┏━━
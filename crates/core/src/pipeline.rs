//! 협력자 trait -- 로그 파이프라인이 외부 계층과 통신하는 확장 포인트
//!
//! 로그 파이프라인은 분류기, 위반 저장소, 조치 계층, 관리 명령 실행기를
//! 아래 trait으로만 사용합니다. 실제 구현은 `pp2sentry-moderation`에 있고,
//! 테스트에서는 기록용 mock을 사용합니다.
//!
//! ```text
//! ServerMonitor ──> Classifier        (동기, CPU 전용)
//!               ──> ViolationStore    (동기, 로컬 DB)
//!               ──> ActionHandler     (fire-and-forget)
//! Orchestrator  ──> CommandExecutor   (비동기, 네트워크)
//! ```

use std::future::Future;
use std::pin::Pin;

use crate::config::ServerConfig;
use crate::error::{ActionError, StorageError};
use crate::types::{Analysis, HelpRequest, ViolationRecord, ViolationReport};

/// dyn-compatible 비동기 반환 타입
pub type BoxFuture<'a, T> = Pin<Box<dyn Future<Output = T> + Send + 'a>>;

/// 텍스트 분류기
///
/// 메시지와 닉네임에 심각도를 매깁니다. 여러 모니터 태스크에서 동시에 호출됩니다.
pub trait Classifier: Send + Sync {
    /// 채팅 메시지를 분류합니다.
    fn classify_message(&self, player_name: &str, text: &str) -> Analysis;

    /// 닉네임을 분류합니다.
    fn classify_nickname(&self, nickname: &str) -> Analysis;
}

/// 위반 기록 저장소
pub trait ViolationStore: Send + Sync {
    /// 위반을 기록하고 레코드 ID를 반환합니다.
    fn record_violation(&self, record: &ViolationRecord) -> Result<i64, StorageError>;
}

/// 조치 계층
///
/// 모든 메서드는 즉시 반환해야 합니다 (fire-and-forget).
/// 느린 네트워크 호출이 로그 수집 루프를 멈추게 해서는 안 됩니다.
pub trait ActionHandler: Send + Sync {
    /// 위반을 처리합니다 (알림, 검토 요청, 자동 집행 등).
    fn handle_violation(&self, report: ViolationReport);

    /// 도움 요청을 처리합니다.
    fn handle_help_request(&self, request: HelpRequest);

    /// 접속한 플레이어에게 환영 메시지를 보냅니다 (best-effort).
    fn welcome_player(&self, server: &ServerConfig, player_name: &str);
}

/// 서버 관리 명령 실행기
///
/// 서버 하나에 대응하며 네트워크 I/O를 수행합니다.
/// 호출자는 로그 수집 루프 밖(별도 태스크)에서 호출해야 합니다.
pub trait CommandExecutor: Send + Sync {
    /// 관리 명령을 실행하고 서버 응답 텍스트를 반환합니다.
    ///
    /// 관리 인터페이스가 설정되지 않은 경우 `Ok(None)`을 반환합니다.
    fn execute_command<'a>(
        &'a self,
        command: &'a str,
    ) -> BoxFuture<'a, Result<Option<String>, ActionError>>;

    /// 현재 접속 중인 플레이어의 인게임 인덱스를 조회합니다.
    fn resolve_live_player_id<'a>(
        &'a self,
        player_name: &'a str,
    ) -> BoxFuture<'a, Result<Option<String>, ActionError>>;
}
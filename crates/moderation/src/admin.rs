//! 게임 서버 웹 관리 인터페이스 클라이언트
//!
//! [`AdminClient`]는 core의 [`CommandExecutor`]를 구현합니다.
//!
//! - 명령 실행: 관리 URL에 `c=<명령>` 폼을 POST (basic auth, `Referer` 헤더)
//! - 응답: HTML의 `<textarea>` 내용 (엔티티 복원, "Command executed." 제거)
//! - 플레이어 번호: 관리 페이지에서 `[<번호>] <이름>` 검색 (대소문자 무시)
//!
//! 관리 URL이나 비밀번호가 없으면 모든 호출이 `Ok(None)`을 반환합니다.

use std::time::Duration;

use metrics::counter;
use pp2sentry_core::config::ServerConfig;
use pp2sentry_core::error::ActionError;
use pp2sentry_core::metrics as m;
use pp2sentry_core::pipeline::{BoxFuture, CommandExecutor};
use regex::{Regex, RegexBuilder};
use reqwest::StatusCode;
use reqwest::header::REFERER;
use tracing::{debug, error, info, warn};

use crate::error::ModerationError;

/// 플레이어 목록 조회 타임아웃
const INDEX_LOOKUP_TIMEOUT: Duration = Duration::from_secs(5);

const TEXTAREA_PATTERN: &str = r"(?is)<textarea[^>]*>(.*?)</textarea>";
const EXECUTED_MARKER: &str = "Command executed";

/// 게임 서버 관리 클라이언트
pub struct AdminClient {
    server: String,
    url: String,
    user: String,
    password: String,
    http: reqwest::Client,
    textarea: Regex,
}

impl AdminClient {
    /// 서버 설정으로 클라이언트를 생성합니다.
    pub fn new(server: &ServerConfig, timeout: Duration) -> Result<Self, ModerationError> {
        let http = reqwest::Client::builder().timeout(timeout).build()?;
        let textarea = Regex::new(TEXTAREA_PATTERN).map_err(|e| ModerationError::Config {
            field: "admin.response_pattern".to_owned(),
            reason: e.to_string(),
        })?;

        Ok(Self {
            server: server.name.clone(),
            url: server.admin_url.clone(),
            user: server.admin_user.clone(),
            password: server.admin_password.clone(),
            http,
            textarea,
        })
    }

    /// 관리 명령을 보낼 수 있는지 여부
    pub fn is_enabled(&self) -> bool {
        !self.url.is_empty() && !self.password.is_empty()
    }

    /// 서버 이름
    pub fn server(&self) -> &str {
        &self.server
    }

    /// 관리 페이지 HTML에서 사람이 읽을 응답을 꺼냅니다.
    pub fn parse_response(&self, html: &str) -> String {
        if let Some(content) = self.textarea.captures(html).and_then(|caps| caps.get(1)) {
            return unescape_entities(content.as_str())
                .replace("Command executed.", "")
                .trim()
                .to_owned();
        }

        if html.contains(EXECUTED_MARKER) {
            return "Komento suoritettu onnistuneesti.".to_owned();
        }
        "Komento lähetetty, mutta vastausta ei voitu jäsentää.".to_owned()
    }

    async fn post_command(&self, command: &str) -> Result<Option<String>, ActionError> {
        if !self.is_enabled() {
            debug!(server = %self.server, "admin interface not configured, command skipped");
            return Ok(None);
        }

        info!(server = %self.server, command, "executing admin command");
        let result = self.send_command(command).await;

        let label = if result.is_ok() { "success" } else { "failure" };
        counter!(
            m::MODERATION_COMMANDS_TOTAL,
            m::LABEL_SERVER => self.server.clone(),
            m::LABEL_RESULT => label
        )
        .increment(1);

        match &result {
            Ok(_) => info!(server = %self.server, command, "admin command executed"),
            Err(e) => error!(server = %self.server, command, error = %e, "admin command failed"),
        }
        result.map(Some)
    }

    async fn send_command(&self, command: &str) -> Result<String, ActionError> {
        let response = self
            .http
            .post(&self.url)
            .basic_auth(&self.user, Some(&self.password))
            .header(REFERER, &self.url)
            .form(&[("c", command)])
            .send()
            .await
            .map_err(|e| ActionError::Http(e.to_string()))?;

        let status = response.status();
        if status != StatusCode::OK {
            return Err(ActionError::Http(format!(
                "server responded with status {}",
                status.as_u16()
            )));
        }

        let body = response
            .text()
            .await
            .map_err(|e| ActionError::Http(e.to_string()))?;
        Ok(self.parse_response(&body))
    }

    async fn fetch_player_index(&self, player_name: &str) -> Result<Option<String>, ActionError> {
        if !self.is_enabled() {
            return Ok(None);
        }

        let response = self
            .http
            .get(&self.url)
            .basic_auth(&self.user, Some(&self.password))
            .timeout(INDEX_LOOKUP_TIMEOUT)
            .send()
            .await
            .map_err(|e| ActionError::Http(e.to_string()))?;

        if response.status() != StatusCode::OK {
            warn!(
                server = %self.server,
                status = response.status().as_u16(),
                "player list request failed"
            );
            return Ok(None);
        }

        let body = response
            .text()
            .await
            .map_err(|e| ActionError::Http(e.to_string()))?;
        let index = find_player_index(&body, player_name);
        debug!(
            server = %self.server,
            player = player_name,
            found = index.is_some(),
            "resolved live player index"
        );
        Ok(index)
    }
}

impl CommandExecutor for AdminClient {
    fn execute_command<'a>(
        &'a self,
        command: &'a str,
    ) -> BoxFuture<'a, Result<Option<String>, ActionError>> {
        Box::pin(self.post_command(command))
    }

    fn resolve_live_player_id<'a>(
        &'a self,
        player_name: &'a str,
    ) -> BoxFuture<'a, Result<Option<String>, ActionError>> {
        Box::pin(self.fetch_player_index(player_name))
    }
}

/// 관리 페이지에서 플레이어의 현재 번호를 찾습니다.
///
/// `[<번호>] <이름>`을 먼저 찾고, 없으면 번호와 이름 사이에 다른 텍스트
/// (태그 제외)가 끼어 있는 경우도 찾습니다.
pub fn find_player_index(html: &str, player_name: &str) -> Option<String> {
    let name = regex::escape(player_name);
    let patterns = [
        format!(r"\[(\d+)\]\s+{name}"),
        format!(r"\[(\d+)\]\s+[^<]*{name}"),
    ];

    patterns.iter().find_map(|pattern| {
        let re = RegexBuilder::new(pattern)
            .case_insensitive(true)
            .build()
            .ok()?;
        re.captures(html)
            .and_then(|caps| caps.get(1))
            .map(|m| m.as_str().to_owned())
    })
}

/// 관리 페이지에 나오는 HTML 엔티티를 복원합니다.
fn unescape_entities(text: &str) -> String {
    text.replace("&lt;", "<")
        .replace("&gt;", ">")
        .replace("&quot;", "\"")
        .replace("&#39;", "'")
        .replace("&#039;", "'")
        .replace("&nbsp;", " ")
        .replace("&amp;", "&")
}
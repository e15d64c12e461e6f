//! 로그 파이프라인 에러 타입
//!
//! [`LogPipelineError`]는 로그 파이프라인 내부에서 발생하는 모든 에러를 표현합니다.
//! `From<LogPipelineError> for Pp2SentryError` 변환이 구현되어 있어
//! 상위 레이어에서 `?` 연산자로 자연스럽게 전파할 수 있습니다.
//!
//! 형식이 맞지 않는 라인은 에러가 아닙니다. 파서는 `None`을 반환하고 라인은 버려집니다.

use pp2sentry_core::error::{PipelineError, Pp2SentryError};

/// 로그 파이프라인 도메인 에러
#[derive(Debug, thiserror::Error)]
pub enum LogPipelineError {
    /// 감시 대상 파일이 없음 (모니터 시작 시점)
    #[error("log file not found: {path}")]
    FileNotFound {
        /// 파일 경로
        path: String,
    },

    /// tail 중 I/O 에러 (일시적, 재시도 대상)
    #[error("tail error: {path} at offset {offset}: {reason}")]
    Tail {
        /// 파일 경로
        path: String,
        /// 마지막으로 확인된 오프셋
        offset: u64,
        /// 에러 사유
        reason: String,
    },

    /// 설정 에러
    #[error("config error: {field}: {reason}")]
    Config {
        /// 설정 필드명
        field: String,
        /// 에러 사유
        reason: String,
    },

    /// 모니터가 이미 실행 중
    #[error("monitor '{0}' is already running")]
    AlreadyRunning(String),

    /// 정지된 모니터는 다시 시작할 수 없음
    #[error("monitor '{0}' has been stopped and cannot be restarted")]
    Stopped(String),

    /// I/O 에러
    #[error("io error: {0}")]
    Io(#[from] std::io::Error),

    /// 정규식 컴파일 에러
    #[error("regex error: {0}")]
    Regex(#[from] regex::Error),
}

impl From<LogPipelineError> for Pp2SentryError {
    fn from(err: LogPipelineError) -> Self {
        match err {
            LogPipelineError::FileNotFound { path } => {
                Pp2SentryError::Pipeline(PipelineError::FileNotFound(path))
            }
            LogPipelineError::AlreadyRunning(_) => {
                Pp2SentryError::Pipeline(PipelineError::AlreadyRunning)
            }
            LogPipelineError::Io(e) => Pp2SentryError::Io(e),
            other => Pp2SentryError::Pipeline(PipelineError::InitFailed(other.to_string())),
        }
    }
}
┗━━
The expected answer is each line of the records above that includes the string "페이지에서".

//! - 플레이어 번호: 관리 페이지에서 `[<번호>] <이름>` 검색 (대소문자 무시)
/// 관리 페이지에서 플레이어의 현재 번호를 찾습니다.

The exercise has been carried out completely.